Re Harald V di Norvegia – suo padre Olav fu ribattezzato Re del Popolo – pronuncia parole d’altri tempi in questo primo scorcio d’autunno: in realtà sono parole che sanno di primavera, perché rapiscono persone di tutte le latitudini e annientano chi osa alzare la testa con una forza sconosciuta ad armate ed eserciti.

Vi era un tempo in cui il proclama reale restava confinato tra salde mura – spesso invalicabili – e corti reali. Tempi andati di Re giusti e ingiusti. Oggi il popolo è diventato pubblico seduto a casa davanti ad un piccolo schermo e con le dita su una tastiera. Ma più che intelligente quel pubblico troppo spesso si dimostra essere abituato a tutto e per questa ragione concede il diritto di parlare a troppi, a discapito di originalità ed eleganza. Ma soprattutto umanità.

Re Harald non è una figura umile; è semplicemente umano e personalmente lo preferisco.

 

Non accennerebbe oggi un timido saluto su un destriero bardato a festa e neanche i suoi eredi ci tengono a cambiare: anche suo figlio Haakon ha sposato una donna comune, che però in passato non ha spalato cenere e carbone e non è arrivata illibata all’altare. Matte è una giovane donna di questi tempi: è stata ragazza madre, ha già avuto un marito con un passato turbolento.

Dire che lei e il principe Haakon sono felici e contenti sarebbe troppo, ma comunque sembrano sereni, mentre vanno in campeggio con i figli e dormono all’aperto.

Harold oggi è il Re perfetto, che non mi dispiacerebbe avere: è un vero uomo al comando perché dimostra di vivere il presente in modo credibile. Come? Non ha dimenticato il suo passato.

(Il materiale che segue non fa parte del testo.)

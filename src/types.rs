//! Core records shared by the observation store, the risk aggregator and the
//! ranking engine.

use serde::{Deserialize, Serialize};
use std::cmp::Ordering;

/// A network participant, identified by its P2P peer id.
#[derive(Debug, Clone, PartialEq, Eq, Hash, Serialize, Deserialize)]
pub struct Peer {
    pub id: u64,
    pub peer_id: String,
}

/// One sighting of a transaction hash relayed by a peer.
///
/// Identity is `(tx_hash, peer_id, tx_first_seen)`; the same transaction may
/// appear many times across peers and timestamps.
#[derive(Debug, Clone, PartialEq, Eq, Hash, Serialize, Deserialize)]
pub struct TransactionObservation {
    pub tx_hash: String,
    pub peer_id: String,
    pub tx_first_seen: u64,
    pub time: Option<u64>,
}

impl TransactionObservation {
    pub fn new(tx_hash: impl Into<String>, peer_id: impl Into<String>, tx_first_seen: u64) -> Self {
        Self {
            tx_hash: tx_hash.into(),
            peer_id: peer_id.into(),
            tx_first_seen,
            time: None,
        }
    }

    pub fn with_time(mut self, time: u64) -> Self {
        self.time = Some(time);
        self
    }

    pub fn same_identity(&self, other: &Self) -> bool {
        self.tx_hash == other.tx_hash
            && self.peer_id == other.peer_id
            && self.tx_first_seen == other.tx_first_seen
    }
}

/// One sighting of a block relayed by a peer.
#[derive(Debug, Clone, Default, PartialEq, Eq, Serialize, Deserialize)]
pub struct BlockObservation {
    /// Assigned by the store on insert.
    pub id: u64,
    pub block_hash: String,
    pub block_number: Option<u64>,
    pub first_seen_ts: Option<u64>,
    pub peer_id: Option<String>,
    pub peer_remote_addr: Option<String>,
    pub peer_local_addr: Option<String>,
}

impl BlockObservation {
    pub fn new(block_hash: impl Into<String>) -> Self {
        Self {
            block_hash: block_hash.into(),
            ..Default::default()
        }
    }

    pub fn with_number(mut self, block_number: u64) -> Self {
        self.block_number = Some(block_number);
        self
    }

    pub fn seen_at(mut self, first_seen_ts: u64) -> Self {
        self.first_seen_ts = Some(first_seen_ts);
        self
    }

    pub fn from_peer(mut self, peer_id: impl Into<String>) -> Self {
        self.peer_id = Some(peer_id.into());
        self
    }

    pub fn with_addrs(mut self, remote: impl Into<String>, local: impl Into<String>) -> Self {
        self.peer_remote_addr = Some(remote.into());
        self.peer_local_addr = Some(local.into());
        self
    }

    /// Orders sightings by first-seen time; rows without a timestamp come last,
    /// insertion order breaks ties.
    pub fn first_seen_order(a: &Self, b: &Self) -> Ordering {
        match (a.first_seen_ts, b.first_seen_ts) {
            (Some(x), Some(y)) => x.cmp(&y),
            (Some(_), None) => Ordering::Less,
            (None, Some(_)) => Ordering::Greater,
            (None, None) => Ordering::Equal,
        }
        .then(a.id.cmp(&b.id))
    }
}

/// Running risk state for a single miner public key.
#[derive(Debug, Clone, PartialEq, Serialize, Deserialize)]
pub struct MinerRiskRecord {
    pub pubkey: String,
    /// Sum of every submitted datapoint value.
    pub risk: f64,
    /// Number of datapoints seen. Kept as a float so attribution can be
    /// fractional; never decreases.
    pub numblocks: f64,
    /// Highest block number attributed to this miner.
    pub block_number: Option<u64>,
}

impl MinerRiskRecord {
    pub fn new(pubkey: impl Into<String>) -> Self {
        Self {
            pubkey: pubkey.into(),
            risk: 0.0,
            numblocks: 0.0,
            block_number: None,
        }
    }

    /// Folds one datapoint into the record. A datapoint for an older block
    /// arriving late does not move `block_number` backwards.
    pub fn apply_datapoint(&mut self, value: f64, block_number: Option<u64>) {
        self.risk += value;
        self.numblocks += 1.0;
        self.block_number = self.block_number.max(block_number);
    }
}

/// Violation flag attached to a block number.
#[derive(Debug, Clone, PartialEq, Eq, Serialize, Deserialize)]
pub struct PlaguedBlockRecord {
    pub number: u64,
    /// Violation label; empty means the block is not currently flagged.
    pub violations: String,
    pub severity: i64,
    pub last_violation: Option<u64>,
}

impl PlaguedBlockRecord {
    pub fn new(number: u64) -> Self {
        Self {
            number,
            violations: String::new(),
            severity: 0,
            last_violation: None,
        }
    }

    /// Applies a new flag: label and severity are replaced, the violation
    /// timestamp only ever moves forward.
    pub fn merge_flag(&mut self, label: &str, severity: i64, timestamp: Option<u64>) {
        self.violations = label.to_string();
        self.severity = severity;
        self.last_violation = self.last_violation.max(timestamp);
    }

    /// True when the record carries something worth showing on the dashboard.
    pub fn is_active(&self) -> bool {
        !self.violations.is_empty() && self.last_violation.is_some()
    }
}

#[cfg(test)]
mod tests {
    use super::*;

    #[test]
    fn test_apply_datapoint_accumulates() {
        let mut record = MinerRiskRecord::new("abc");
        record.apply_datapoint(20.0, None);
        record.apply_datapoint(15.5, Some(42));
        record.apply_datapoint(1.0, None);

        assert_eq!(record.risk, 36.5);
        assert_eq!(record.numblocks, 3.0);
        assert_eq!(record.block_number, Some(42));
    }

    #[test]
    fn test_late_datapoint_keeps_highest_block() {
        let mut record = MinerRiskRecord::new("abc");
        record.apply_datapoint(1.0, Some(105));
        record.apply_datapoint(1.0, Some(100));
        record.apply_datapoint(1.0, None);
        assert_eq!(record.block_number, Some(105));
        assert_eq!(record.numblocks, 3.0);
    }

    #[test]
    fn test_merge_flag_keeps_latest_timestamp() {
        let mut record = PlaguedBlockRecord::new(9);
        record.merge_flag("equivocation", 1, Some(900));
        record.merge_flag("double-block", 2, Some(500));
        assert_eq!(record.violations, "double-block");
        assert_eq!(record.severity, 2);
        assert_eq!(record.last_violation, Some(900));

        record.merge_flag("double-block", 2, None);
        assert_eq!(record.last_violation, Some(900));
    }

    #[test]
    fn test_first_seen_order_puts_untimed_last() {
        let timed = BlockObservation {
            id: 2,
            first_seen_ts: Some(100),
            ..BlockObservation::new("0xaa")
        };
        let untimed = BlockObservation {
            id: 1,
            ..BlockObservation::new("0xaa")
        };
        assert_eq!(
            BlockObservation::first_seen_order(&timed, &untimed),
            Ordering::Less
        );
    }

    #[test]
    fn test_plagued_block_activity() {
        let mut record = PlaguedBlockRecord {
            number: 7,
            violations: String::new(),
            severity: 1,
            last_violation: Some(10),
        };
        assert!(!record.is_active());

        record.violations = "double-block".to_string();
        assert!(record.is_active());

        record.last_violation = None;
        assert!(!record.is_active());
    }
}
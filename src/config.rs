// src/config.rs

//! Dashboard configuration.
//! Loaded once from a TOML file at startup and passed by reference into the
//! ranking components; nothing in the core reads ambient global state.

use anyhow::{Context, Result};
use serde::{Deserialize, Serialize};
use std::fs;
use std::net::SocketAddr;
use std::path::Path;
use thiserror::Error;
use tracing::instrument;

// --- Constants for Validation ---
pub const MAX_PAGE_SIZE_LIMIT: usize = 10_000;
const DEFAULT_PAGE_SIZE: usize = 20;
const DEFAULT_MAX_PAGE_SIZE: usize = 1000;
const DEFAULT_VIOLATION_COLOR: &str = "#D22B2B";
const DEFAULT_VIOLATION_SEVERITY: i64 = 1;
const DEFAULT_UNKNOWN_MINER_NAME: &str = "UNKNOWN";
const LOG_LEVELS: [&str; 5] = ["trace", "debug", "info", "warn", "error"];

#[derive(Error, Debug)]
pub enum ConfigError {
    #[error("Failed to load configuration from '{path}': {source}")]
    Load {
        path: String,
        #[source]
        source: anyhow::Error,
    },
    #[error("Failed to save configuration to '{path}': {source}")]
    Save {
        path: String,
        #[source]
        source: anyhow::Error,
    },
    #[error("Validation failed: {0}")]
    Validation(String),
}

#[derive(Serialize, Deserialize, Debug, Clone, PartialEq)]
pub struct Config {
    /// Bind address handed to the HTTP collaborator.
    pub api_address: String,
    pub logging: LoggingConfig,
    pub ranking: RankingConfig,
}

#[derive(Serialize, Deserialize, Debug, Clone, PartialEq)]
pub struct LoggingConfig {
    pub level: String,
}

#[derive(Serialize, Deserialize, Debug, Clone, PartialEq)]
#[serde(default)]
pub struct RankingConfig {
    pub default_page_size: usize,
    pub max_page_size: usize,
    /// Display color attached to every surfaced violation.
    pub violation_color: String,
    pub violation_severity: i64,
    /// Shown in the `name` column until miner names are resolvable.
    pub unknown_miner_name: String,
}

impl Default for RankingConfig {
    fn default() -> Self {
        Self {
            default_page_size: DEFAULT_PAGE_SIZE,
            max_page_size: DEFAULT_MAX_PAGE_SIZE,
            violation_color: DEFAULT_VIOLATION_COLOR.to_string(),
            violation_severity: DEFAULT_VIOLATION_SEVERITY,
            unknown_miner_name: DEFAULT_UNKNOWN_MINER_NAME.to_string(),
        }
    }
}

impl Default for Config {
    fn default() -> Self {
        Self {
            api_address: "127.0.0.1:5050".to_string(),
            logging: LoggingConfig {
                level: "info".to_string(),
            },
            ranking: RankingConfig::default(),
        }
    }
}

impl Config {
    /// Loads the file at `path`, writing and returning defaults if it does
    /// not exist yet.
    #[instrument]
    pub fn load(path: &str) -> Result<Self, ConfigError> {
        if !Path::new(path).exists() {
            let default_config = Config::default();
            default_config
                .save(path)
                .context("Failed to create a default configuration file.")
                .map_err(|source| ConfigError::Save {
                    path: path.to_string(),
                    source,
                })?;
            return Ok(default_config);
        }

        let content = fs::read_to_string(path)
            .context("Failed to read configuration file.")
            .map_err(|source| ConfigError::Load {
                path: path.to_string(),
                source,
            })?;
        let config: Config = toml::from_str(&content)
            .context("Failed to parse TOML from configuration file.")
            .map_err(|source| ConfigError::Load {
                path: path.to_string(),
                source,
            })?;
        config.validate()?;
        Ok(config)
    }

    #[instrument(skip(self))]
    pub fn save(&self, path: &str) -> Result<(), ConfigError> {
        let toml_string = toml::to_string_pretty(self)
            .context("Failed to serialize configuration to TOML.")
            .map_err(|source| ConfigError::Save {
                path: path.to_string(),
                source,
            })?;
        fs::write(path, toml_string)
            .context("Failed to write configuration to file.")
            .map_err(|source| ConfigError::Save {
                path: path.to_string(),
                source,
            })?;
        Ok(())
    }

    pub fn validate(&self) -> Result<(), ConfigError> {
        self.api_address.parse::<SocketAddr>().map_err(|_| {
            ConfigError::Validation(format!(
                "Invalid API address format: '{}'",
                self.api_address
            ))
        })?;

        if !LOG_LEVELS.contains(&self.logging.level.to_ascii_lowercase().as_str()) {
            return Err(ConfigError::Validation(format!(
                "Unknown log level '{}', expected one of {LOG_LEVELS:?}",
                self.logging.level
            )));
        }

        let ranking = &self.ranking;
        if !(1..=MAX_PAGE_SIZE_LIMIT).contains(&ranking.max_page_size) {
            return Err(ConfigError::Validation(format!(
                "max_page_size must be between 1 and {MAX_PAGE_SIZE_LIMIT}"
            )));
        }
        if !(1..=ranking.max_page_size).contains(&ranking.default_page_size) {
            return Err(ConfigError::Validation(format!(
                "default_page_size must be between 1 and max_page_size ({})",
                ranking.max_page_size
            )));
        }
        if !is_hex_color(&ranking.violation_color) {
            return Err(ConfigError::Validation(format!(
                "violation_color must look like #RRGGBB, got '{}'",
                ranking.violation_color
            )));
        }

        Ok(())
    }
}

fn is_hex_color(value: &str) -> bool {
    value.len() == 7
        && value.starts_with('#')
        && value[1..].chars().all(|c| c.is_ascii_hexdigit())
}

Lui è figlio di emigranti e non lo ha dimenticato. Certamente suo padre non è sbarcato sulle coste norvegesi dall’Inghilterra con un barcone, ma sceso dal piroscafo reale per salire al trono ha subito lavorato al meglio tanto da essere definito Re del popolo.

Non lo sapevo prima di leggere una breve biografia, il giorno dopo Il discorso del Re, che questa volta non è lo spunto per un film ispirato a Re Giorgio VI d’Inghilterra – cugino di Harald e padre dell’attuale Regina Elisabetta: il discorso di Re Harald è ricco di parole sentite e immagini vissute.

Il meglio che un uomo comunissimo, come il sottoscritto, si aspetta di sentire da un uomo saggio e che ha vissuto una vita piena, prima di pensare e magari mimare un timido inchino. Reale, intendiamoci, e non virale.